Sandy One and his family were a little way inland, living on Mustle’s property. It was winter and the storms lashing the coast had swept into their little grove. Sandy One was not as young or healthy as he once was. The Mustles let him erect a humpy on their land. After all, he was still useful enough around the sheds, and they felt a certain obligation to him and his family.
A Sunday. Sandy One wandered away, going nowhere really, although he hoped the rifle he carried signalled some firm intention, such as hunting. Unknown to the old man, Chatalong followed him and—even secreting himself along like this—continued to whisper some sort of commentary.
They moved off into a fine, drizzling rain; the old man, and the whispering boy following a little after him, as if they were part of a series, or a variation upon a constant pattern. By the time they had, as it were, merged, and a tiring Chatalong was beside the dreaming old man, they had already walked a long way, had moved through the series of hills and gullies that ran between the coast, several miles away, and a chain of salt lakes to the north. The narrow-leafed poison bush (so called because it is poisonous to stock, although indigenous creatures eat it with no ill-effect) was rampant in a thin strip of land here, and had provided the apparent reason for the Dones to erect a fence around it some time before they relinquished the lease.
When it rained heavily, the water rushed through this land via a gully and into a soak near where the Dones’ first homestead had been, and from where they had moved a little over a decade ago, stripping the place of what they could and leaving behind them only dry and already crumbling stone walls.
Sandy One and Chatalong came across a mob of kangaroos in a small plain of waving grass and Sandy, for some reason, shot at a big buck which would have been too tough for eating. Perhaps he targeted it because of the way it glanced over its shoulder at them, or because it would provide more sport for the dogs, or ... Jack Chatalong could see no apparent reason. But Sandy One only wounded the animal. They followed its blood-spattered trail, and heard the dogs at it, then one of them yelping in pain. The sound sent a thrill through the boy.
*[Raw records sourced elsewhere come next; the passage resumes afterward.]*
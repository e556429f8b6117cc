/// Configuration management for the remid resolver
///
/// The configuration file is TOML with flat scalar keys plus two nested
/// tables (`[cached]` for the local daemon, `[http_headers]` for extra
/// request headers). Loading is deliberately lenient: a key of the wrong
/// type is logged and replaced by its default so one bad line never takes
/// down every lookup on the host. Every string field always holds a
/// concrete value (possibly empty) after a successful load.
///
/// A `RuntimeConfig` is loaded fresh for each public resolver operation and
/// dropped when the operation returns; nothing is reused across calls.
use crate::error::{ResolveError, ResolveResult};
use std::path::Path;
use tracing::warn;

/// Default location of the resolver configuration file.
pub const DEFAULT_CONFIG_FILE: &str = "/etc/remid/remid.conf";

const DEFAULT_API_ENDPOINT: &str = "http://localhost:1104/v1";
const DEFAULT_CACHE_DIR: &str = "/var/cache/remid";

/// Connection and policy descriptor for one resolver operation.
#[derive(Debug, Clone)]
pub struct RuntimeConfig {
    pub api_endpoint: String,
    pub auth_token: String,
    pub user: String,
    pub password: String,
    /// External command that answers queries instead of the network
    pub query_wrapper: String,
    /// Wrapper consulted by SSH key chaining on the host side
    pub chain_ssh_wrapper: String,
    pub http_proxy: String,
    pub cache_dir: String,
    pub tls_cert: String,
    pub tls_key: String,
    pub tls_ca: String,
    /// Extra request headers, in table order
    pub http_headers: Vec<(String, String)>,
    pub uid_shift: i64,
    pub gid_shift: i64,
    /// Maximum redirects to follow; zero means redirects are not followed
    pub http_location: u64,
    pub ssl_verify: bool,
    /// Per-request timeout in seconds
    pub request_timeout: u64,
    /// Additional attempts after the first transport failure
    pub request_retry: u32,
    /// Seconds the failure marker suppresses outbound requests
    pub request_locktime: u64,
    /// On-disk response cache toggle
    pub cache: bool,
    pub cache_ttl: u64,
    pub negative_cache_ttl: u64,
    /// Prefer the local caching daemon over the network
    pub cached_enable: bool,
    pub cached_unix_socket: String,
}

impl Default for RuntimeConfig {
    fn default() -> Self {
        Self {
            api_endpoint: DEFAULT_API_ENDPOINT.to_string(),
            auth_token: String::new(),
            user: String::new(),
            password: String::new(),
            query_wrapper: String::new(),
            chain_ssh_wrapper: String::new(),
            http_proxy: String::new(),
            cache_dir: DEFAULT_CACHE_DIR.to_string(),
            tls_cert: String::new(),
            tls_key: String::new(),
            tls_ca: String::new(),
            http_headers: Vec::new(),
            uid_shift: 0,
            gid_shift: 0,
            http_location: 0,
            ssl_verify: true,
            request_timeout: 10,
            request_retry: 3,
            request_locktime: 1000,
            cache: true,
            cache_ttl: 600,
            negative_cache_ttl: 60,
            cached_enable: false,
            cached_unix_socket: String::new(),
        }
    }
}

impl RuntimeConfig {
    /// Load configuration from `path`. An unreadable or structurally invalid
    /// file is a configuration error; a single key of the wrong type only
    /// degrades that key to its default.
    pub fn load(path: &Path) -> ResolveResult<Self> {
        let raw = std::fs::read_to_string(path).map_err(|e| {
            ResolveError::Config(format!("cannot read {}: {}", path.display(), e))
        })?;
        let table: toml::Table = toml::from_str(&raw).map_err(|e| {
            ResolveError::Config(format!("cannot parse {}: {}", path.display(), e))
        })?;

        let mut config = RuntimeConfig::default();
        config.api_endpoint = str_key(&table, "api_endpoint", &config.api_endpoint);
        config.auth_token = str_key(&table, "auth_token", &config.auth_token);
        config.user = str_key(&table, "user", &config.user);
        config.password = str_key(&table, "password", &config.password);
        config.query_wrapper = str_key(&table, "query_wrapper", &config.query_wrapper);
        config.chain_ssh_wrapper = str_key(&table, "chain_ssh_wrapper", &config.chain_ssh_wrapper);
        config.http_proxy = str_key(&table, "http_proxy", &config.http_proxy);
        config.cache_dir = str_key(&table, "cache_dir", &config.cache_dir);
        config.tls_cert = str_key(&table, "tls_cert", &config.tls_cert);
        config.tls_key = str_key(&table, "tls_key", &config.tls_key);
        config.tls_ca = str_key(&table, "tls_ca", &config.tls_ca);
        config.uid_shift = int_key(&table, "uid_shift", config.uid_shift);
        config.gid_shift = int_key(&table, "gid_shift", config.gid_shift);
        config.http_location = uint_key(&table, "http_location", config.http_location);
        config.ssl_verify = flag_key(&table, "ssl_verify", config.ssl_verify);
        config.request_timeout = uint_key(&table, "request_timeout", config.request_timeout);
        config.request_retry = uint_key(&table, "request_retry", u64::from(config.request_retry)) as u32;
        config.request_locktime = uint_key(&table, "request_locktime", config.request_locktime);
        config.cache = flag_key(&table, "cache", config.cache);
        config.cache_ttl = uint_key(&table, "cache_ttl", config.cache_ttl);
        config.negative_cache_ttl =
            uint_key(&table, "negative_cache_ttl", config.negative_cache_ttl);

        if let Some(value) = table.get("cached") {
            match value.as_table() {
                Some(cached) => {
                    config.cached_enable = flag_key(cached, "enable", config.cached_enable);
                    config.cached_unix_socket =
                        str_key(cached, "unix_socket", &config.cached_unix_socket);
                }
                None => warn!("cannot parse config key cached: expected a table"),
            }
        }

        if let Some(value) = table.get("http_headers") {
            match value.as_table() {
                Some(headers) => {
                    for (key, value) in headers {
                        match value.as_str() {
                            Some(value) => {
                                config.http_headers.push((key.clone(), value.to_string()));
                            }
                            None => warn!(
                                "cannot parse config key http_headers.{}: expected string, got {}",
                                key,
                                value.type_str()
                            ),
                        }
                    }
                }
                None => warn!("cannot parse config key http_headers: expected a table"),
            }
        }

        Ok(config)
    }
}

fn str_key(table: &toml::Table, key: &str, default: &str) -> String {
    match table.get(key) {
        None => default.to_string(),
        Some(toml::Value::String(value)) => value.clone(),
        Some(other) => {
            warn!(
                "cannot parse config key {}: expected string, got {}",
                key,
                other.type_str()
            );
            default.to_string()
        }
    }
}

fn int_key(table: &toml::Table, key: &str, default: i64) -> i64 {
    match table.get(key) {
        None => default,
        Some(toml::Value::Integer(value)) => *value,
        Some(other) => {
            warn!(
                "cannot parse config key {}: expected integer, got {}",
                key,
                other.type_str()
            );
            default
        }
    }
}

/// Integer key with non-negative semantics; negative values degrade to the
/// default like any other malformed value.
fn uint_key(table: &toml::Table, key: &str, default: u64) -> u64 {
    match table.get(key) {
        None => default,
        Some(toml::Value::Integer(value)) if *value >= 0 => *value as u64,
        Some(other) => {
            warn!(
                "cannot parse config key {}: expected non-negative integer, got {}",
                key,
                other
            );
            default
        }
    }
}

/// Toggle key: accepts a boolean or an integer (non-zero = on).
fn flag_key(table: &toml::Table, key: &str, default: bool) -> bool {
    match table.get(key) {
        None => default,
        Some(toml::Value::Boolean(value)) => *value,
        Some(toml::Value::Integer(value)) => *value != 0,
        Some(other) => {
            warn!(
                "cannot parse config key {}: expected boolean or integer, got {}",
                key,
                other.type_str()
            );
            default
        }
    }
}
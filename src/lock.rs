/// Bounded mutex acquisition and the cross-process failure marker
///
/// Two synchronization domains exist. In-process, every piece of shared
/// resolver state (enumeration cursors, range bounds) sits behind a mutex
/// acquired through `retry_lock`, which gives up after a fixed number of
/// attempts instead of blocking indefinitely. Across processes, a marker
/// file under the system temp directory records a recent transport failure
/// so that a storm of short-lived resolver invocations does not hammer an
/// unreachable identity service.
use crate::error::{ResolveError, ResolveResult};
use std::path::{Path, PathBuf};
use std::sync::{Mutex, MutexGuard, TryLockError};
use std::thread;
use std::time::{Duration, SystemTime};
use tracing::debug;

/// Attempts before a shared-state lock is reported as contended.
pub const LOCK_RETRY: u32 = 3;
/// Pause after each failed lock attempt.
pub const LOCK_INTERVAL: Duration = Duration::from_millis(10);

const MARKER_FILE: &str = ".remid.lock";

/// Fixed location of the cross-process failure marker.
pub fn default_marker_path() -> PathBuf {
    std::env::temp_dir().join(MARKER_FILE)
}

/// Acquire `mutex` with the bounded retry policy: up to [`LOCK_RETRY`]
/// attempts, [`LOCK_INTERVAL`] apart. Exhaustion is a contention error the
/// caller surfaces as unavailable; it never blocks indefinitely.
pub fn retry_lock<T>(mutex: &Mutex<T>) -> ResolveResult<MutexGuard<'_, T>> {
    for _ in 0..LOCK_RETRY {
        match mutex.try_lock() {
            Ok(guard) => return Ok(guard),
            // Guarded state is plain data; recover it rather than wedge
            // every subsequent caller behind a panicked holder.
            Err(TryLockError::Poisoned(poisoned)) => return Ok(poisoned.into_inner()),
            Err(TryLockError::WouldBlock) => thread::sleep(LOCK_INTERVAL),
        }
    }
    Err(ResolveError::LockContended {
        attempts: LOCK_RETRY,
    })
}

/// Record a transport failure by creating the marker file if absent.
/// Best-effort: marker IO problems never fail the operation.
pub fn mark_failure(path: &Path) {
    if path.exists() {
        return;
    }
    if let Err(e) = std::fs::File::create(path) {
        debug!("cannot create failure marker {}: {}", path.display(), e);
    }
}

/// Whether outbound requests are currently permitted. A marker younger than
/// `window` suppresses requests; a stale marker is removed and requests
/// resume. Absence of the marker always permits.
pub fn request_available(path: &Path, window: Duration) -> bool {
    let modified = match std::fs::metadata(path).and_then(|m| m.modified()) {
        Ok(modified) => modified,
        Err(_) => return true,
    };
    match SystemTime::now().duration_since(modified) {
        Ok(age) if age < window => false,
        _ => {
            if let Err(e) = std::fs::remove_file(path) {
                debug!("cannot remove stale failure marker {}: {}", path.display(), e);
            }
            true
        }
    }
}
They found the dog whimpering and with its guts hanging out. The roo had sliced it open. The other dogs were tearing at the writhing kangaroo and blood spattered their eyes, ears, snarling snouts.
Old Sandy shot the injured dog and, as he turned, he saw Chatalong with something in his hands. The boy’s hair was damp from the drizzle; the water in drops and web-like strands, and through the fog of years, of the rum and disease eating him, Sandy One once again saw a piddling little creek, the small sheet of granite and its boulders. Almost all the trees had gone.
Chatalong stood on a piece of granite which stuck out from the slope in the way bone, broken from its skeleton, emerges from split flesh.
‘Look.’
Floodwaters had torn at the last tree, an old one bent by winter gales, and toppled it. Small gullies had been cut into the soil, and now there were collections of bones, mixed with sticks and small boulders where they had been caught and dumped by the rushing water. Brittle lines of white, of yellow, stabbed from the flat spaces of clay and sucked at what light there was on this day.
‘There’s more,’ called Chatalong, faltering. It was a skull he held in his hands.
Sandy One called him away. ‘Leave it be. Don’t muck about with them, Chat.’
Hard hooves galloped in his chest as Sandy One called the little boy to him, noticing (in a strange parenthesis as he did so) how pale he seemed. The day cleared momentarily, and Sandy saw a single expanse of grey-black sky and sea over the boy’s shoulder, and a white line appear in it, way out there, about where the horizon would be.
Then saw gold at his feet. Perhaps a reef of it...
As you know, Uncle Jack, Uncle Will, with me carrying my grandfather—we went to that sorry place.
‘We had the mine just a little way over there,’ said Uncle Jack.
We were quiet. Where were the words for what we felt?
The boy Chatalong had to speak, always, as if something spoke through him.
Once again, Fanny came singing, Sandy One trailing behind her...
Collect them, all, and stack them, place them rest them together. Bones, white like the skin of the young ones will be, the children flowing on, becoming paler and paler and just as dead.
Well, Fanny sang. Something.
We had hidden them away in a crevice, those silent bones. Why? Well, what could we do?